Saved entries
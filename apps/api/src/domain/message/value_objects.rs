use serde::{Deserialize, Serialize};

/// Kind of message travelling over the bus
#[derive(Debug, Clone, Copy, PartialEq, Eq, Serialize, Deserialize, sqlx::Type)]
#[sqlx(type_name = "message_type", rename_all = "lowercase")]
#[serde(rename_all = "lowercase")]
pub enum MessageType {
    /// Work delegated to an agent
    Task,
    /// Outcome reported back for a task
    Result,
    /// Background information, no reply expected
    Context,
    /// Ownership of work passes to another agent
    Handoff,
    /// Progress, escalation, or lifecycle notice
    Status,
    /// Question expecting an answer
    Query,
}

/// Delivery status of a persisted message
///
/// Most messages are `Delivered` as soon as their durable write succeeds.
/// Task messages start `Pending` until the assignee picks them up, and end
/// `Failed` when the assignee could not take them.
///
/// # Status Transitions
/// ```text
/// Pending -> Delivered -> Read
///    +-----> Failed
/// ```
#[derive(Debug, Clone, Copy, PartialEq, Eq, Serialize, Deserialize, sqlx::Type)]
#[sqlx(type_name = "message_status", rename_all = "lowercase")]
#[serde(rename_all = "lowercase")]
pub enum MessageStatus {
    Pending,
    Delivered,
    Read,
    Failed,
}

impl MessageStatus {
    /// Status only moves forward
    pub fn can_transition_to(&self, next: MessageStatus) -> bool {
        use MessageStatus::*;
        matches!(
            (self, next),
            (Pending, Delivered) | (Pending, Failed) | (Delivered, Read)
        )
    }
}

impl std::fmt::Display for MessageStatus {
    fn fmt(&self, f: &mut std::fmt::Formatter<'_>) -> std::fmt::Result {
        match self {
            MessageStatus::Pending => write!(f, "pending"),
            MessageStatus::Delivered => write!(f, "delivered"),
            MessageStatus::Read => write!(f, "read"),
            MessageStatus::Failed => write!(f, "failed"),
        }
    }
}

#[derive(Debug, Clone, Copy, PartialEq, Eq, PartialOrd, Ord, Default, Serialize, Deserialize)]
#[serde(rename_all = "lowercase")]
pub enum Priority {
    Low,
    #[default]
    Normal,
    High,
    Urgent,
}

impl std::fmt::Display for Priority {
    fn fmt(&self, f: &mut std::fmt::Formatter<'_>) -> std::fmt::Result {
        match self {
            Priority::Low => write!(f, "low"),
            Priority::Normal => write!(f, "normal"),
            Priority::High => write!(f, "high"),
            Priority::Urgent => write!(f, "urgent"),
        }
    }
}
* * *
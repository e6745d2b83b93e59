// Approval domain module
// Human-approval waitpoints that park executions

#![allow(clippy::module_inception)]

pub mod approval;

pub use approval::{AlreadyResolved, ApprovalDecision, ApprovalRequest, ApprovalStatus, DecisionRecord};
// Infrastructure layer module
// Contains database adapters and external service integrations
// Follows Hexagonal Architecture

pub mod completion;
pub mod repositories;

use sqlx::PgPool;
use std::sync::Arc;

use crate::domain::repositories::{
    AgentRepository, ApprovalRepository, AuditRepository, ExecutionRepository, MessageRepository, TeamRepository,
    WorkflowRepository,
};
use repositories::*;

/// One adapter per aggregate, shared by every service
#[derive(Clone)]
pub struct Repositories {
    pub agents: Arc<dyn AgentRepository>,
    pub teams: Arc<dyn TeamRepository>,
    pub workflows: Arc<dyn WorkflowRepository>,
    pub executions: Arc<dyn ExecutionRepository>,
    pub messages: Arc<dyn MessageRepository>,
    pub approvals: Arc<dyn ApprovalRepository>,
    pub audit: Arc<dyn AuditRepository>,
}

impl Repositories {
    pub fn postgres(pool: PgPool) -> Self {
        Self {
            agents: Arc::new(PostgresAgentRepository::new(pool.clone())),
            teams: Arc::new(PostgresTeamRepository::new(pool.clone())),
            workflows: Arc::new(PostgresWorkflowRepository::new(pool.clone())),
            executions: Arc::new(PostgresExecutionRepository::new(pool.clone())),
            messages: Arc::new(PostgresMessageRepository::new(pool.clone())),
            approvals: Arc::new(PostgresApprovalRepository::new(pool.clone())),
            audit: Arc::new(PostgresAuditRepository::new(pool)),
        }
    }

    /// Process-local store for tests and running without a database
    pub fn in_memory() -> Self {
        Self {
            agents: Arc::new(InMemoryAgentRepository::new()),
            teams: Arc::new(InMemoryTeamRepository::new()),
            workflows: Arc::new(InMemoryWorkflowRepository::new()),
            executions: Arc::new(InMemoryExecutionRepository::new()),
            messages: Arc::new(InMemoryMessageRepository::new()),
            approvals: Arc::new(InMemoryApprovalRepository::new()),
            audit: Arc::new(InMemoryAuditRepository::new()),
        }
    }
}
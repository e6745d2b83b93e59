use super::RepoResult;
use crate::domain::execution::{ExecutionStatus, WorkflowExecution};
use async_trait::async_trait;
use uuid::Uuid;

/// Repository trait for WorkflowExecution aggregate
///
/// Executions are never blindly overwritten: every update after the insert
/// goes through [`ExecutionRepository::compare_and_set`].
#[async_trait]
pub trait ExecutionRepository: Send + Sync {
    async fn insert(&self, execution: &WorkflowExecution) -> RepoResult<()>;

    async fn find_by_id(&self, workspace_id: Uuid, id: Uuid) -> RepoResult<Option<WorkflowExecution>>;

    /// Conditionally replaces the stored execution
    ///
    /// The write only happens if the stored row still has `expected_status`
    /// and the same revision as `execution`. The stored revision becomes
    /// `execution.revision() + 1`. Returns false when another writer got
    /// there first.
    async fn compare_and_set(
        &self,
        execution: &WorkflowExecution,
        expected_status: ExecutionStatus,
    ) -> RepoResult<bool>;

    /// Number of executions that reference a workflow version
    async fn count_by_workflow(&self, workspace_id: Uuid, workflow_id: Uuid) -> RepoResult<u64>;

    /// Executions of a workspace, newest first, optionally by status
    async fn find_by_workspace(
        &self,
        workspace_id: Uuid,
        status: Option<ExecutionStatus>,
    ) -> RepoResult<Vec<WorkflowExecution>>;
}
---
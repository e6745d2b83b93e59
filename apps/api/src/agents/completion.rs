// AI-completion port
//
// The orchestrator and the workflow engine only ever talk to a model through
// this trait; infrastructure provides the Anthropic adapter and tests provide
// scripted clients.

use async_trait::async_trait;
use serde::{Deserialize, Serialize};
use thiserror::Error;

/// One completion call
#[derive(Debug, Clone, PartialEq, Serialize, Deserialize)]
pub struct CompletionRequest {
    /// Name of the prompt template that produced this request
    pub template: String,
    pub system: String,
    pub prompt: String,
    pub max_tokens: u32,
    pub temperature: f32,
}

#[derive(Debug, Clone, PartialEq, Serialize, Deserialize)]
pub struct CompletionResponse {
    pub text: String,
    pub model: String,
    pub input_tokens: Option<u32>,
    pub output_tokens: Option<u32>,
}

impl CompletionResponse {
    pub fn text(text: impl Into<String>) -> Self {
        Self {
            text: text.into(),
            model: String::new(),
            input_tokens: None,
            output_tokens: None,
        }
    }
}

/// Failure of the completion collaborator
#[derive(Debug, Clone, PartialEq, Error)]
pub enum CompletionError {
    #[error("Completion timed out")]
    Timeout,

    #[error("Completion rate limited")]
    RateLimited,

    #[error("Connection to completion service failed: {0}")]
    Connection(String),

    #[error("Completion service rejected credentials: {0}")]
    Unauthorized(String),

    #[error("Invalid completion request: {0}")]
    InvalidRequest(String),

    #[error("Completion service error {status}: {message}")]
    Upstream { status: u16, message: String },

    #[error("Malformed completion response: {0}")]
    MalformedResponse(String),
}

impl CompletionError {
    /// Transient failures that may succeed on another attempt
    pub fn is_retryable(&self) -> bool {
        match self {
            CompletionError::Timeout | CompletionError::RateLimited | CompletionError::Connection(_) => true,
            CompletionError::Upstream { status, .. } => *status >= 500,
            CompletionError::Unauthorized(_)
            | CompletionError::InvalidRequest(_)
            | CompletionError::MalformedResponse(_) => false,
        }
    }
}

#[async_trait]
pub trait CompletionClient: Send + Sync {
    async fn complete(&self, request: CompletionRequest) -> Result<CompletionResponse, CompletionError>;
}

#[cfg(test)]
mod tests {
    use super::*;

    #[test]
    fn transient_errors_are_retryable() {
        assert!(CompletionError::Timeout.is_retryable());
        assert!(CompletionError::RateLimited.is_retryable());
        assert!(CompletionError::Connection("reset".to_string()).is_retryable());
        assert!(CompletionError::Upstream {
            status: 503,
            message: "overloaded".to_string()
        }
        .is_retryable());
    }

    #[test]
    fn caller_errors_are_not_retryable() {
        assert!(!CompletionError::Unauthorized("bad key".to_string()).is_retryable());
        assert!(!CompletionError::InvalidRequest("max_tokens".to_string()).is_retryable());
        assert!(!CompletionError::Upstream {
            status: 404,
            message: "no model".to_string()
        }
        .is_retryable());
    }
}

• Work instructions: Find the string "filename" in the records, then copy each line where it occurs.

• Your solution:
filename apps/api/src/domain/message/value_objects.rs
filename apps/api/src/agents/completion.rs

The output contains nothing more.